About this task: Show the lines below that contain the string "DELETE".
** Given entries follows **
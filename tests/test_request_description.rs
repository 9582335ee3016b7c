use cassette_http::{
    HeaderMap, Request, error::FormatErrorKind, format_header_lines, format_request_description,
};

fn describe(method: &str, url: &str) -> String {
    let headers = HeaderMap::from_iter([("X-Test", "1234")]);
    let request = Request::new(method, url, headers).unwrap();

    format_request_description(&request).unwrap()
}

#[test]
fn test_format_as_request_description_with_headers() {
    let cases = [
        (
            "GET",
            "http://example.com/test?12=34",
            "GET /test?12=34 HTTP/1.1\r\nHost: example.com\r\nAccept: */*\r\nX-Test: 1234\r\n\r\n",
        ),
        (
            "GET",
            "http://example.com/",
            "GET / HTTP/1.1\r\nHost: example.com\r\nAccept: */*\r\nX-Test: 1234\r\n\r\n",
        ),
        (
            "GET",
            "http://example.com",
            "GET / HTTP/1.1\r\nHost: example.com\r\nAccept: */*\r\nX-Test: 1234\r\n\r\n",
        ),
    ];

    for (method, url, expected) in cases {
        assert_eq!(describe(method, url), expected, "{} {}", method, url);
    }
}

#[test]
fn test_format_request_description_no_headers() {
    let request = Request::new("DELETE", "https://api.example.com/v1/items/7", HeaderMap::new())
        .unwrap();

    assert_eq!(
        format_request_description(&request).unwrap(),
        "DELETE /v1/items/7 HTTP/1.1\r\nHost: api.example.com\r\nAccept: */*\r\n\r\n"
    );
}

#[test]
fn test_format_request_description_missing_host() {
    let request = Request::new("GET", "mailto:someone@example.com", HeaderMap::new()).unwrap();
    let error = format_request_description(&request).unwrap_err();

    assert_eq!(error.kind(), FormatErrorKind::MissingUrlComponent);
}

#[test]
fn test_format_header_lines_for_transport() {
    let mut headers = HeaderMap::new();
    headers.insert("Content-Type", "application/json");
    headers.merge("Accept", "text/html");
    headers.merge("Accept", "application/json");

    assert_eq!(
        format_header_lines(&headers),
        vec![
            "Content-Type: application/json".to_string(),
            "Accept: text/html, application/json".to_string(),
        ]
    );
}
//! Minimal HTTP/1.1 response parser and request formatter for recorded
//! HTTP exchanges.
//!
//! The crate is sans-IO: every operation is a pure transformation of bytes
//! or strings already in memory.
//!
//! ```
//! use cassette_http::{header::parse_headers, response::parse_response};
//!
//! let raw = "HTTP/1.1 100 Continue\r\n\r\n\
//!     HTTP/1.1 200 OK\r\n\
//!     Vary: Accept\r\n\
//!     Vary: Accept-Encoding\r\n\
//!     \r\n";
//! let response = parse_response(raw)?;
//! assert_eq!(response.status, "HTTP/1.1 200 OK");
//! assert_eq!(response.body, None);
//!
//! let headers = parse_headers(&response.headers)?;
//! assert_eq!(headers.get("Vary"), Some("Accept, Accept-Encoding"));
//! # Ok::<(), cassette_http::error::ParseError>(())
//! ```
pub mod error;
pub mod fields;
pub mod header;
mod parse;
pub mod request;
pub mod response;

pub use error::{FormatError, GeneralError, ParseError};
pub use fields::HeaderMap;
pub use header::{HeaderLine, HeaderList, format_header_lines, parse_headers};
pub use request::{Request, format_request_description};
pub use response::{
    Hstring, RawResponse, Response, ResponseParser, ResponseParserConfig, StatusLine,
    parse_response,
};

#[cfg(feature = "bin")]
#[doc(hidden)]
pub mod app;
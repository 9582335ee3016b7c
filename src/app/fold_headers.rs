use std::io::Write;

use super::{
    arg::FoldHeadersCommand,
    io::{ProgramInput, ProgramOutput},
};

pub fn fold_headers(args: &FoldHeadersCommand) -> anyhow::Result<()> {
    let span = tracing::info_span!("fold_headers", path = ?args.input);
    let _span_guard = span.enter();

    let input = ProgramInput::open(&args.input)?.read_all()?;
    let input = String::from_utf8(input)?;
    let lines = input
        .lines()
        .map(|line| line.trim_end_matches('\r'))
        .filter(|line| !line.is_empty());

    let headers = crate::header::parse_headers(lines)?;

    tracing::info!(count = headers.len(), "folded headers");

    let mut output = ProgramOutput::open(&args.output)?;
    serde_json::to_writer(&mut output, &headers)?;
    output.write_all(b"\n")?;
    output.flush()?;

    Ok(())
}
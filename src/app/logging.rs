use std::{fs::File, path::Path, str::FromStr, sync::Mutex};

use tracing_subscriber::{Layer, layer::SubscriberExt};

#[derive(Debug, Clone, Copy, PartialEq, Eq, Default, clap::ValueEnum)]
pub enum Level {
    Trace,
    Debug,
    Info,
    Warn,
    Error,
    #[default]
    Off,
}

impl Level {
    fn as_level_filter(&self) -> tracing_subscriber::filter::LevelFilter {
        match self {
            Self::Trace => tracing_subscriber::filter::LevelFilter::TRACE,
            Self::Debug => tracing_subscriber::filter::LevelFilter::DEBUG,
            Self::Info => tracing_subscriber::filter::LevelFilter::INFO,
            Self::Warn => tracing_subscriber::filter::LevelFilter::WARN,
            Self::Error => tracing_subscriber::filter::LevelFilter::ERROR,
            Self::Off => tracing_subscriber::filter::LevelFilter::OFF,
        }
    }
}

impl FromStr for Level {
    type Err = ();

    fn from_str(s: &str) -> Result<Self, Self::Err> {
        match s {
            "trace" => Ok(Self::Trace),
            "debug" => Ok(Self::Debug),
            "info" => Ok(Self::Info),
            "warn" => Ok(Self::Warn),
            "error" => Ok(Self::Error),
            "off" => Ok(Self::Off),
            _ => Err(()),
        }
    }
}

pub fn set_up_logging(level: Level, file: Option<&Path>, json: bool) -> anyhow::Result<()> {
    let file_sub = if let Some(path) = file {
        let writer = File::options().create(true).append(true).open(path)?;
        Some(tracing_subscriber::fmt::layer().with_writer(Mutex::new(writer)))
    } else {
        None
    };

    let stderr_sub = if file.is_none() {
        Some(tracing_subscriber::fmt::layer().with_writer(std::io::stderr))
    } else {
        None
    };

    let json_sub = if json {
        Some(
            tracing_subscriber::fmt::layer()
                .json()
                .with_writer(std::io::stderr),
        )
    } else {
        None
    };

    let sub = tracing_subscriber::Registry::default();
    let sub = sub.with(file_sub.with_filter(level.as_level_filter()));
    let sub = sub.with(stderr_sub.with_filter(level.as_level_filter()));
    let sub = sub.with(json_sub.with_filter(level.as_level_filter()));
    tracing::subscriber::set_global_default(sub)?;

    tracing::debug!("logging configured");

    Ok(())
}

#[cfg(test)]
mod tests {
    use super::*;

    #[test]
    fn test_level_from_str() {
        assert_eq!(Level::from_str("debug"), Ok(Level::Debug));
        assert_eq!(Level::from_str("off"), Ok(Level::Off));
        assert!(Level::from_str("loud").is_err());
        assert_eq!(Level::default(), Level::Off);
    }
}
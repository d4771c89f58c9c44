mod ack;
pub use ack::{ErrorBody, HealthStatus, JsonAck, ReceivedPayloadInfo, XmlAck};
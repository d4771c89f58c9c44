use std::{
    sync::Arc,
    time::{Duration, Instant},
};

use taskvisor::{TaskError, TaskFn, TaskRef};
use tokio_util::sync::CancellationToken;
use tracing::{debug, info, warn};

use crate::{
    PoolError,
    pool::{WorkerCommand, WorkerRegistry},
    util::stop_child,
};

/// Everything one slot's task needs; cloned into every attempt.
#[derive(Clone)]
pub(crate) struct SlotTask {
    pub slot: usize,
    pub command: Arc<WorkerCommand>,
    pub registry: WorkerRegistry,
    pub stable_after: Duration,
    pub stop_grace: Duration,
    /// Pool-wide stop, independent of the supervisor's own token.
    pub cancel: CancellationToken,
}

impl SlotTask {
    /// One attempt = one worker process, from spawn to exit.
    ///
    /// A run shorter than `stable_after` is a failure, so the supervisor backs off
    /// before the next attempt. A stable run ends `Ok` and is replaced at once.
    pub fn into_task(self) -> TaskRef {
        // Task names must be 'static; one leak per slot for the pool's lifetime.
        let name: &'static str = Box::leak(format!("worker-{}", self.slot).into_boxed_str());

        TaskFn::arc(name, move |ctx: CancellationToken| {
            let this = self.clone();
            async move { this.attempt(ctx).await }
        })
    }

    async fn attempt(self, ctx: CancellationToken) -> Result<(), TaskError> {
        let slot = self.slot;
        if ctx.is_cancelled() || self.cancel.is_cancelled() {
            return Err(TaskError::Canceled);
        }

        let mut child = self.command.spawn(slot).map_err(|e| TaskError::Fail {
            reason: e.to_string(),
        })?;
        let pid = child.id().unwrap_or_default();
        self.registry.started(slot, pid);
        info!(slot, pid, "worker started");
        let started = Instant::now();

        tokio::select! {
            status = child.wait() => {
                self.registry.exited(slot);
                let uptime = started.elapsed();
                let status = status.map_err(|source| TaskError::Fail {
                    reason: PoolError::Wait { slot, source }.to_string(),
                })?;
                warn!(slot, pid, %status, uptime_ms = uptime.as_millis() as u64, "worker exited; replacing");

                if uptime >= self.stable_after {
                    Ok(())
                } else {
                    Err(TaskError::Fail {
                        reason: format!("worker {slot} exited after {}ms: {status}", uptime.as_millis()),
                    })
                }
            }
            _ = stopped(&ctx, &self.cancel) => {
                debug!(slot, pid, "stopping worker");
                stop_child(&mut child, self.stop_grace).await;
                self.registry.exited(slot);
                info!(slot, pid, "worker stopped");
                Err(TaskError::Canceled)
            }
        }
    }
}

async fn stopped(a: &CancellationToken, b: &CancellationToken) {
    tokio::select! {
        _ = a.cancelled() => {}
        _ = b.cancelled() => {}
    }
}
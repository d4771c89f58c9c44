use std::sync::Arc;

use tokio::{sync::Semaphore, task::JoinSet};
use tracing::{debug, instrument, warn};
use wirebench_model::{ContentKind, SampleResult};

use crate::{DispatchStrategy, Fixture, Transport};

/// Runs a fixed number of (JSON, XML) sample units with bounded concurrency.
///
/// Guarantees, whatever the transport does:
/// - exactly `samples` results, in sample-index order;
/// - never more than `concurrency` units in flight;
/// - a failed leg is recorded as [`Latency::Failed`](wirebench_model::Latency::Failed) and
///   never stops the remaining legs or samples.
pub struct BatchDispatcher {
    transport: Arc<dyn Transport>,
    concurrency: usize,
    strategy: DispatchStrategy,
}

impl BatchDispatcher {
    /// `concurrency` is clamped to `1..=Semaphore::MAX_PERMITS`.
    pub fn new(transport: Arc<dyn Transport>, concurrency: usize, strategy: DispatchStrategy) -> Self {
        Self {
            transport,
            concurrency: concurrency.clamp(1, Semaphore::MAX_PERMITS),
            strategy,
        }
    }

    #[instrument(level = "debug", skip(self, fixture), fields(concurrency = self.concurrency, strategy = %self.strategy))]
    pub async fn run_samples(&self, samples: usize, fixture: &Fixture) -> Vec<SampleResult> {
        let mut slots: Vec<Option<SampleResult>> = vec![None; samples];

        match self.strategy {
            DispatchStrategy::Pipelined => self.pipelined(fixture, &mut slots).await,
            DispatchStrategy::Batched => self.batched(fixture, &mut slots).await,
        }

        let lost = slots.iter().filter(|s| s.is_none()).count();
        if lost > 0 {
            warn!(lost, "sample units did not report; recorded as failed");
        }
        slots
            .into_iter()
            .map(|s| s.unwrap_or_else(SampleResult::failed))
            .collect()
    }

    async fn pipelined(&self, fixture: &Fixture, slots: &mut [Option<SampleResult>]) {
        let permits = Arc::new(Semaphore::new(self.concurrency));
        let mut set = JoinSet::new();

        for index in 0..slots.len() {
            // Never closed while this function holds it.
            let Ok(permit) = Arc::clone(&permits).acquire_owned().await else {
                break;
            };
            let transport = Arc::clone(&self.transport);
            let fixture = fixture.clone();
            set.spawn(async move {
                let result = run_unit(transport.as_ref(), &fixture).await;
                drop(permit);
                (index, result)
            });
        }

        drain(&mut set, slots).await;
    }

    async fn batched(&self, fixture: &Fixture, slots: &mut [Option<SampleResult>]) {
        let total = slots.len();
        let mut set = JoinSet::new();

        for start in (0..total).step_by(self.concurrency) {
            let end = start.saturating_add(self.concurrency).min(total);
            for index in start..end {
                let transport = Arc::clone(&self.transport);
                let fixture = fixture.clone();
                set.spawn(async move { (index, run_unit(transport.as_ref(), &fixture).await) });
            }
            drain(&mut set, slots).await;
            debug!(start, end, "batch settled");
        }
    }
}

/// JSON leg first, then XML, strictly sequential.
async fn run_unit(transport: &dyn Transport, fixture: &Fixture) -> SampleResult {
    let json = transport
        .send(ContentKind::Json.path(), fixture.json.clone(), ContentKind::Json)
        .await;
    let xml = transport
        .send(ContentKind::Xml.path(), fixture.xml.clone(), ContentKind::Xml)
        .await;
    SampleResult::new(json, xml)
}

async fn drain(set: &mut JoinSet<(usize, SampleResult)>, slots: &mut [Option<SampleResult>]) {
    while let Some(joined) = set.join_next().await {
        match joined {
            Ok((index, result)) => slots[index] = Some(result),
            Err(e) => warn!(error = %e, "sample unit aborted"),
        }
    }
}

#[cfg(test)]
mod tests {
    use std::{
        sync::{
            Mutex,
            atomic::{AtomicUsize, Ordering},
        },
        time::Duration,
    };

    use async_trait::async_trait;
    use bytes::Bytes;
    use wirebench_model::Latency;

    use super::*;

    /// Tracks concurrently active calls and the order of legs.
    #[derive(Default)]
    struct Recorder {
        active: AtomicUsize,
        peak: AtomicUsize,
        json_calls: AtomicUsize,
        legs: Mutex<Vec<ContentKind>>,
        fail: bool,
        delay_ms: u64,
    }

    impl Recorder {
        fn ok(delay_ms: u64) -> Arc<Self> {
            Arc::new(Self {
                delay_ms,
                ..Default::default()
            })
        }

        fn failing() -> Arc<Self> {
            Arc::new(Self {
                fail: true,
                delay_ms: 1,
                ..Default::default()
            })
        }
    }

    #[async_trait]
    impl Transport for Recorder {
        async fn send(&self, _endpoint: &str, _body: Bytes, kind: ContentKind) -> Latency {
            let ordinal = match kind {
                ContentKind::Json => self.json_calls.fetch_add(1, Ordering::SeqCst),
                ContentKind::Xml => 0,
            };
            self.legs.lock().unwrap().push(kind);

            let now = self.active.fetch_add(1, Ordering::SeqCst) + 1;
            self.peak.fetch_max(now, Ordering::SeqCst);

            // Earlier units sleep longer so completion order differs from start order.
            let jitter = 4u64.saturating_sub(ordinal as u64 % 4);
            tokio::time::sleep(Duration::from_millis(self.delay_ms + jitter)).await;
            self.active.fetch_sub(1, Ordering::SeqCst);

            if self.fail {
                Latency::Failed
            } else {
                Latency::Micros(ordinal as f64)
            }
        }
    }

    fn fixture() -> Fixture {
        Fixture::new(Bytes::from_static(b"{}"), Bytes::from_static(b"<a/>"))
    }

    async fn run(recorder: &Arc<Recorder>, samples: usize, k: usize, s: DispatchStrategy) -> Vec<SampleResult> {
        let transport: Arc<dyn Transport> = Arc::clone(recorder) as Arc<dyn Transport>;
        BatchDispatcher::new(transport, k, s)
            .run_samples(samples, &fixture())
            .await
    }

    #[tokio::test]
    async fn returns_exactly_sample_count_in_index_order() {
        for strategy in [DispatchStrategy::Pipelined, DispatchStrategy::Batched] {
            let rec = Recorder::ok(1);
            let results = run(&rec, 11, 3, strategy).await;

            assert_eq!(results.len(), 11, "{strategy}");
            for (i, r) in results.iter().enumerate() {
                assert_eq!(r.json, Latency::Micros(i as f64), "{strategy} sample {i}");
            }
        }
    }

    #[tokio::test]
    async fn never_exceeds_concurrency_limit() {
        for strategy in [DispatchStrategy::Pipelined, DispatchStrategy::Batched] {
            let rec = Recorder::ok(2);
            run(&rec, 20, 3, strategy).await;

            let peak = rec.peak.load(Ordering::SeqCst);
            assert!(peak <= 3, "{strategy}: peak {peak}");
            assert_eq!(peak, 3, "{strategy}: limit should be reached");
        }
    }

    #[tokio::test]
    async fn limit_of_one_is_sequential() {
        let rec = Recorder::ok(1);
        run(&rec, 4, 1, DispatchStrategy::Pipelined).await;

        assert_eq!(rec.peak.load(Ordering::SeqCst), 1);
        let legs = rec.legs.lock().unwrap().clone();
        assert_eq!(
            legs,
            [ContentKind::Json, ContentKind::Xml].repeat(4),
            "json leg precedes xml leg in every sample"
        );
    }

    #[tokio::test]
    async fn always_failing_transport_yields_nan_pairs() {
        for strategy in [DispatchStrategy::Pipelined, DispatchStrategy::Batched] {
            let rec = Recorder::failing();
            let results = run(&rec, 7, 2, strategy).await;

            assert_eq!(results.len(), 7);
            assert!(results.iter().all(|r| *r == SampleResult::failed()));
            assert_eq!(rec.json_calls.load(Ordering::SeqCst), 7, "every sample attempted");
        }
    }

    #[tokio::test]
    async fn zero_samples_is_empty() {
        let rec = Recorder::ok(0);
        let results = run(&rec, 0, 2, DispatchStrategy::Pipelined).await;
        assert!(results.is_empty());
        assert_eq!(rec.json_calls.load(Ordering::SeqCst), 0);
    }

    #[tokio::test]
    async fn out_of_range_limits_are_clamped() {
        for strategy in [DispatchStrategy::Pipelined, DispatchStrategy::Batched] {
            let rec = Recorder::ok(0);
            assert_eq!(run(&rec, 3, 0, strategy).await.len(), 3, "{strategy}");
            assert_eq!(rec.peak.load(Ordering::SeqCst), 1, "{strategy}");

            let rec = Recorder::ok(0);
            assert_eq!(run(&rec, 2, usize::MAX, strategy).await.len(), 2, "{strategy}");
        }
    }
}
** End of Given entries **
Worked solution:
    let request = Request::new("DELETE", "https://api.example.com/v1/items/7", HeaderMap::new())
        "DELETE /v1/items/7 HTTP/1.1\r\nHost: api.example.com\r\nAccept: */*\r\n\r\n"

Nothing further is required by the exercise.